O(n^2) performance freezes UI for several minutes fetching new mail from IMAP server for very large folder

Categories

(MailNews Core :: Networking: IMAP, defect)

defect
Not set
major

Tracking

(Not tracked)

RESOLVED FIXED
Thunderbird 37.0

People

(Reporter: derrick_moser, Assigned: neil)

References

(Blocks 1 open bug)

Details

(Keywords: hang, perf)

Attachments

(1 file, 1 obsolete file)

User Agent: Mozilla/5.0 (X11; Linux x86_64; rv:20.0) Gecko/20100101 Firefox/20.0
Build ID: 20130401133302

Steps to reproduce:

I added my mail account to Thunderbird (version 17.0.5).  The mail account uses IMAP.  One of the folders on the IMAP server has over 350000 email messages.


Actual results:

Periodically Thunderbird attempts to download messages.  However, it freezes for several minutes in the nsAutoSyncState::PlaceIntoDownloadQ() method (see mailnews/imap/src/nsAutoSyncState.cpp) spending most of its time on the mDownloadQ.Contains(aMsgKeyList[idx]) statement.  The PlaceIntoDownloadQ method loops over all message to put in the queue but mDownloadQ performs a linear search on its items to avoid duplicates.  This leads to O(n^2) performance and user frustration.


Expected results:

The download queue should have used an acceleration structure to quickly determine if it contains an item.
FYI.
It's similar O(n^2) issue to bug 812923 comment #21, which is common in Tb due to "lnear search of entire array for duplicate" per "each element in other array or same array".
In that bug, "per each element in other array or same array" part is not madatory yet fortunately, currently proposed solution is "linear search of entire array for first element only".

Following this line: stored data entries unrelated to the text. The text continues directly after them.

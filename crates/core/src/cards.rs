use serde::{Deserialize, Serialize};
use std::fmt;
use std::str::FromStr;
use thiserror::Error;

#[derive(Debug, Clone, Copy, Serialize, Deserialize, PartialEq, Eq, Hash)]
pub enum Suit {
    Clubs,
    Diamonds,
    Hearts,
    Spades,
}

impl Suit {
    pub const ALL: [Suit; 4] = [Suit::Clubs, Suit::Diamonds, Suit::Hearts, Suit::Spades];

    pub fn letter(self) -> char {
        match self {
            Suit::Clubs => 'c',
            Suit::Diamonds => 'd',
            Suit::Hearts => 'h',
            Suit::Spades => 's',
        }
    }
}

#[derive(Debug, Clone, Copy, Serialize, Deserialize, PartialEq, Eq, Hash)]
pub enum Rank {
    Two,
    Three,
    Four,
    Five,
    Six,
    Seven,
    Eight,
    Nine,
    Ten,
    Jack,
    Queen,
    King,
    Ace,
    Joker,
}

impl Rank {
    /// The ordered non-joker ranks, lowest first. Ordinal 0 is Two.
    pub const ORDERED: [Rank; 13] = [
        Rank::Two,
        Rank::Three,
        Rank::Four,
        Rank::Five,
        Rank::Six,
        Rank::Seven,
        Rank::Eight,
        Rank::Nine,
        Rank::Ten,
        Rank::Jack,
        Rank::Queen,
        Rank::King,
        Rank::Ace,
    ];

    pub fn from_ordinal(ordinal: u32) -> Option<Rank> {
        Rank::ORDERED.get(ordinal as usize).copied()
    }

    /// Position of this rank along a suit run. Ace only ever sits below Two
    /// (A,2,3 ascending or 3,2,A descending; never K,A,2), so it maps to -1
    /// rather than to the top. Joker has no position.
    pub fn sequence_value(self) -> Option<i8> {
        match self {
            Rank::Ace => Some(-1),
            Rank::Two => Some(0),
            Rank::Three => Some(1),
            Rank::Four => Some(2),
            Rank::Five => Some(3),
            Rank::Six => Some(4),
            Rank::Seven => Some(5),
            Rank::Eight => Some(6),
            Rank::Nine => Some(7),
            Rank::Ten => Some(8),
            Rank::Jack => Some(9),
            Rank::Queen => Some(10),
            Rank::King => Some(11),
            Rank::Joker => None,
        }
    }

    pub fn letter(self) -> char {
        match self {
            Rank::Two => '2',
            Rank::Three => '3',
            Rank::Four => '4',
            Rank::Five => '5',
            Rank::Six => '6',
            Rank::Seven => '7',
            Rank::Eight => '8',
            Rank::Nine => '9',
            Rank::Ten => 't',
            Rank::Jack => 'j',
            Rank::Queen => 'q',
            Rank::King => 'k',
            Rank::Ace => 'a',
            Rank::Joker => '*',
        }
    }
}

#[derive(Debug, Clone, Copy, Serialize, Deserialize, PartialEq, Eq, Hash)]
pub struct Card {
    pub rank: Rank,
    /// Jokers are the only suitless cards.
    #[serde(default)]
    pub suit: Option<Suit>,
}

impl Card {
    pub fn standard(suit: Suit, rank: Rank) -> Self {
        Self {
            rank,
            suit: Some(suit),
        }
    }

    pub fn joker() -> Self {
        Self {
            rank: Rank::Joker,
            suit: None,
        }
    }

    pub fn is_joker(self) -> bool {
        self.rank == Rank::Joker
    }

    /// Whether this card is wild given the round's resolved wild rank.
    /// Jokers are always wild; `None` means no rank is wild this round.
    pub fn is_wild_for(self, wild_rank: Option<Rank>) -> bool {
        self.is_joker() || Some(self.rank) == wild_rank
    }
}

impl fmt::Display for Card {
    fn fmt(&self, f: &mut fmt::Formatter<'_>) -> fmt::Result {
        match self.suit {
            Some(suit) => write!(f, "{}{}", self.rank.letter(), suit.letter()),
            None => write!(f, "jo"),
        }
    }
}

#[derive(Debug, Clone, Error, PartialEq, Eq)]
pub enum ParseCardError {
    #[error("empty card token")]
    Empty,
    #[error("unknown rank `{0}`")]
    BadRank(char),
    #[error("unknown suit `{0}`")]
    BadSuit(char),
    #[error("malformed card token `{0}`")]
    Malformed(String),
}

impl FromStr for Card {
    type Err = ParseCardError;

    /// Two-character tokens: rank letter then suit letter (`9s`, `tc`, `ah`),
    /// or `jo` for a joker.
    fn from_str(token: &str) -> Result<Self, Self::Err> {
        let lower = token.to_ascii_lowercase();
        if lower.is_empty() {
            return Err(ParseCardError::Empty);
        }
        if lower == "jo" {
            return Ok(Card::joker());
        }
        let mut chars = lower.chars();
        let (rank_char, suit_char) = match (chars.next(), chars.next(), chars.next()) {
            (Some(r), Some(s), None) => (r, s),
            _ => return Err(ParseCardError::Malformed(token.to_string())),
        };
        let rank = match rank_char {
            '2' => Rank::Two,
            '3' => Rank::Three,
            '4' => Rank::Four,
            '5' => Rank::Five,
            '6' => Rank::Six,
            '7' => Rank::Seven,
            '8' => Rank::Eight,
            '9' => Rank::Nine,
            't' => Rank::Ten,
            'j' => Rank::Jack,
            'q' => Rank::Queen,
            'k' => Rank::King,
            'a' => Rank::Ace,
            other => return Err(ParseCardError::BadRank(other)),
        };
        let suit = match suit_char {
            'c' => Suit::Clubs,
            'd' => Suit::Diamonds,
            'h' => Suit::Hearts,
            's' => Suit::Spades,
            other => return Err(ParseCardError::BadSuit(other)),
        };
        Ok(Card::standard(suit, rank))
    }
}

/// Parses a whitespace-separated hand like `9s ts js qs jo`.
pub fn parse_hand(text: &str) -> Result<Vec<Card>, ParseCardError> {
    text.split_whitespace().map(Card::from_str).collect()
}

#[cfg(test)]
mod tests {
    use super::*;

    #[test]
    fn card_text_round_trip() {
        for token in ["2c", "9s", "td", "jh", "qs", "kc", "ad", "jo"] {
            let card: Card = token.parse().unwrap();
            assert_eq!(card.to_string(), token);
        }
    }

    #[test]
    fn parse_rejects_garbage() {
        assert_eq!("".parse::<Card>(), Err(ParseCardError::Empty));
        assert_eq!("1s".parse::<Card>(), Err(ParseCardError::BadRank('1')));
        assert_eq!("9x".parse::<Card>(), Err(ParseCardError::BadSuit('x')));
        assert!(matches!(
            "10s".parse::<Card>(),
            Err(ParseCardError::Malformed(_))
        ));
    }

    #[test]
    fn ace_sits_below_two() {
        assert_eq!(Rank::Ace.sequence_value(), Some(-1));
        assert_eq!(Rank::Two.sequence_value(), Some(0));
        assert_eq!(Rank::King.sequence_value(), Some(11));
        assert_eq!(Rank::Joker.sequence_value(), None);
    }

    #[test]
    fn joker_is_wild_regardless_of_round_rank() {
        assert!(Card::joker().is_wild_for(None));
        assert!(Card::joker().is_wild_for(Some(Rank::Five)));
        let five = Card::standard(Suit::Hearts, Rank::Five);
        assert!(five.is_wild_for(Some(Rank::Five)));
        assert!(!five.is_wild_for(Some(Rank::Six)));
        assert!(!five.is_wild_for(None));
    }
}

This is similar to difference among Bubble Sort, QuickSort, and Enterprize Data Base system with expensive Sort/Merge Program, and our searching is near Bubble Sort. 
Indexing by Data Base, by JavaScript interpreter for JS Object's property name, indexing or hashing by Tb himself for search such as binary search etc. may be needed for efficiency.
FYI.
"Geting MsgDBHdr of all message in a msgFolder" is not so expensive job even though not so light weight job, and it can be easily executed by JavaScript. So, "holding all key of msgDBHdr data and pointer to msgDBHdr in JavaScript Object" is possible, and if data is needed after restart of Tb, saving in JSON file is possible, like foldeTree.json, sessions.json.
If all messageKey is held in JS object like following,
  var JS_MsgDB = {};
  JS_MsgDB[FolderURI] = {};
  JS_MsgDB[FolderURI][messageKey of a message] = value_object;
  where value_object ={};
    value_object["deleted"]  = false ;
    value_object["msgDBHdr"] = msgDBHdr of this message ;
    value_object["xxx"]      = required data as property xxx;
existence check is simply done by;
  var exists;
  if( !JS_MsgDB[FolderURI][a_messageKey] ||
       true==JS_MsgDB[FolderURI][a_messageKey]["deleted"] )
     exists=false; else exists=true;
I can't think JavaScript interpreter does do linear search for property name of a JavaScript object. So I believe duplication check like above is sufficiently faster than current linear search by Tb.
And, if JSON file is saved as BLOB of SQLite DB, integrity of file is kept easily.
Note: "JSON data as Database data" is used by "mongodb" who is a friend of server side "node.js" what is based on JavaScript.
Component: Untriaged → Networking: IMAP
Keywords: hang, perf
Product: Thunderbird → MailNews Core
This is a rough attempt to fix two O(n^2) performance bugs in Thunderbird.  It needs to be reviewed by someone more familiar with the Thunderbird source code as I am far from being qualified.
I have attached my attempt at fixing the bug.  The changes to the nsAutoSyncState class appear to address the initial O(n^2) problem I encountered.  There is probably a more elegant fix but I'm not familiar with the Thunderbird source code.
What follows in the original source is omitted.